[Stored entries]
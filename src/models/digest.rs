//! 一次运行的最终产物

use chrono::{DateTime, Utc};
use serde::{Deserialize, Serialize};

use crate::models::{AnalysisResult, FailedItem, Specialty};

/// 某个专科下的论文（保持输入顺序）
#[derive(Debug, Clone, PartialEq, Serialize, Deserialize)]
pub struct SpecialtyGroup {
    pub specialty: Specialty,
    pub papers: Vec<AnalysisResult>,
}

/// 关键词出现次数
#[derive(Debug, Clone, PartialEq, Eq, Serialize, Deserialize)]
pub struct KeywordCount {
    pub keyword: String,
    pub count: usize,
}

/// 专科维度统计
#[derive(Debug, Clone, PartialEq, Serialize, Deserialize)]
pub struct SpecialtyStats {
    pub specialty: Specialty,
    pub paper_count: usize,
    pub unique_authors: usize,
    pub mean_score: f64,
    pub top_keywords: Vec<KeywordCount>,
}

/// 分数分布：[0,2) [2,4) [4,6) [6,8) [8,10]
#[derive(Debug, Clone, Default, PartialEq, Serialize, Deserialize)]
pub struct ScoreDistribution {
    pub buckets: [usize; 5],
    pub min: Option<f64>,
    pub max: Option<f64>,
    pub mean: Option<f64>,
}

impl ScoreDistribution {
    pub fn bucket_label(index: usize) -> &'static str {
        match index {
            0 => "0-2",
            1 => "2-4",
            2 => "4-6",
            3 => "6-8",
            _ => "8-10",
        }
    }
}

/// 高分论文摘要
#[derive(Debug, Clone, PartialEq, Serialize, Deserialize)]
pub struct TopPaper {
    pub paper_id: String,
    pub title: String,
    pub specialty: Specialty,
    pub interest_score: f64,
}

/// 全局叙述字段，汇总调用失败时保持为空
#[derive(Debug, Clone, Default, PartialEq, Serialize, Deserialize)]
pub struct DigestNarrative {
    pub executive_summary: String,
    pub key_discoveries: Vec<String>,
    pub emerging_trends: String,
    pub cross_specialty_insights: String,
    pub clinical_implications: String,
    pub research_gaps: String,
    pub future_directions: String,
}

/// 研究摘要
#[derive(Debug, Clone, PartialEq, Serialize, Deserialize)]
pub struct Digest {
    pub generated_at: DateTime<Utc>,
    /// 进入分析的论文数量
    pub attempted: usize,
    /// 成功完成分析的论文数量
    pub total_papers: usize,
    pub specialties: Vec<SpecialtyGroup>,
    pub specialty_stats: Vec<SpecialtyStats>,
    pub score_distribution: ScoreDistribution,
    pub top_papers: Vec<TopPaper>,
    pub high_interest_count: usize,
    pub narrative: DigestNarrative,
    /// 分析失败的论文（不参与专科分组）
    pub failed: Vec<FailedItem>,
    /// 重复标识而被跳过的结果数量
    pub duplicates_skipped: usize,
}

impl Digest {
    /// 空摘要（没有可分析的论文）
    pub fn empty(attempted: usize) -> Self {
        Self {
            generated_at: Utc::now(),
            attempted,
            total_papers: 0,
            specialties: Vec::new(),
            specialty_stats: Vec::new(),
            score_distribution: ScoreDistribution::default(),
            top_papers: Vec::new(),
            high_interest_count: 0,
            narrative: DigestNarrative::default(),
            failed: Vec::new(),
            duplicates_skipped: 0,
        }
    }

    /// 各专科论文数量（按首次出现顺序）
    pub fn specialty_counts(&self) -> Vec<(Specialty, usize)> {
        self.specialties
            .iter()
            .map(|group| (group.specialty, group.papers.len()))
            .collect()
    }

    pub fn papers_in(&self, specialty: Specialty) -> &[AnalysisResult] {
        self.specialties
            .iter()
            .find(|group| group.specialty == specialty)
            .map(|group| group.papers.as_slice())
            .unwrap_or(&[])
    }

    /// 是否只完成了部分论文
    pub fn is_partial(&self) -> bool {
        self.total_papers < self.attempted
    }
}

__Exercise goal__. Copy out each entry once more, character for character.

__Task output__.
filename src/models/digest.rs
//! 一次运行的最终产物

use chrono::{DateTime, Utc};
use serde::{Deserialize, Serialize};

use crate::models::{AnalysisResult, FailedItem, Specialty};

/// 某个专科下的论文（保持输入顺序）
#[derive(Debug, Clone, PartialEq, Serialize, Deserialize)]
pub struct SpecialtyGroup {
    pub specialty: Specialty,
    pub papers: Vec<AnalysisResult>,
}

/// 关键词出现次数
#[derive(Debug, Clone, PartialEq, Eq, Serialize, Deserialize)]
pub struct KeywordCount {
    pub keyword: String,
    pub count: usize,
}

/// 专科维度统计
#[derive(Debug, Clone, PartialEq, Serialize, Deserialize)]
pub struct SpecialtyStats {
    pub specialty: Specialty,
    pub paper_count: usize,
    pub unique_authors: usize,
    pub mean_score: f64,
    pub top_keywords: Vec<KeywordCount>,
}

/// 分数分布：[0,2) [2,4) [4,6) [6,8) [8,10]
#[derive(Debug, Clone, Default, PartialEq, Serialize, Deserialize)]
pub struct ScoreDistribution {
    pub buckets: [usize; 5],
    pub min: Option<f64>,
    pub max: Option<f64>,
    pub mean: Option<f64>,
}

impl ScoreDistribution {
    pub fn bucket_label(index: usize) -> &'static str {
        match index {
            0 => "0-2",
            1 => "2-4",
            2 => "4-6",
            3 => "6-8",
            _ => "8-10",
        }
    }
}

/// 高分论文摘要
#[derive(Debug, Clone, PartialEq, Serialize, Deserialize)]
pub struct TopPaper {
    pub paper_id: String,
    pub title: String,
    pub specialty: Specialty,
    pub interest_score: f64,
}

/// 全局叙述字段，汇总调用失败时保持为空
#[derive(Debug, Clone, Default, PartialEq, Serialize, Deserialize)]
pub struct DigestNarrative {
    pub executive_summary: String,
    pub key_discoveries: Vec<String>,
    pub emerging_trends: String,
    pub cross_specialty_insights: String,
    pub clinical_implications: String,
    pub research_gaps: String,
    pub future_directions: String,
}

/// 研究摘要
#[derive(Debug, Clone, PartialEq, Serialize, Deserialize)]
pub struct Digest {
    pub generated_at: DateTime<Utc>,
    /// 进入分析的论文数量
    pub attempted: usize,
    /// 成功完成分析的论文数量
    pub total_papers: usize,
    pub specialties: Vec<SpecialtyGroup>,
    pub specialty_stats: Vec<SpecialtyStats>,
    pub score_distribution: ScoreDistribution,
    pub top_papers: Vec<TopPaper>,
    pub high_interest_count: usize,
    pub narrative: DigestNarrative,
    /// 分析失败的论文（不参与专科分组）
    pub failed: Vec<FailedItem>,
    /// 重复标识而被跳过的结果数量
    pub duplicates_skipped: usize,
}

impl Digest {
    /// 空摘要（没有可分析的论文）
    pub fn empty(attempted: usize) -> Self {
        Self {
            generated_at: Utc::now(),
            attempted,
            total_papers: 0,
            specialties: Vec::new(),
            specialty_stats: Vec::new(),
            score_distribution: ScoreDistribution::default(),
            top_papers: Vec::new(),
            high_interest_count: 0,
            narrative: DigestNarrative::default(),
            failed: Vec::new(),
            duplicates_skipped: 0,
        }
    }

    /// 各专科论文数量（按首次出现顺序）
    pub fn specialty_counts(&self) -> Vec<(Specialty, usize)> {
        self.specialties
            .iter()
            .map(|group| (group.specialty, group.papers.len()))
            .collect()
    }

    pub fn papers_in(&self, specialty: Specialty) -> &[AnalysisResult] {
        self.specialties
            .iter()
            .find(|group| group.specialty == specialty)
            .map(|group| group.papers.as_slice())
            .unwrap_or(&[])
    }

    /// 是否只完成了部分论文
    pub fn is_partial(&self) -> bool {
        self.total_papers < self.attempted
    }
}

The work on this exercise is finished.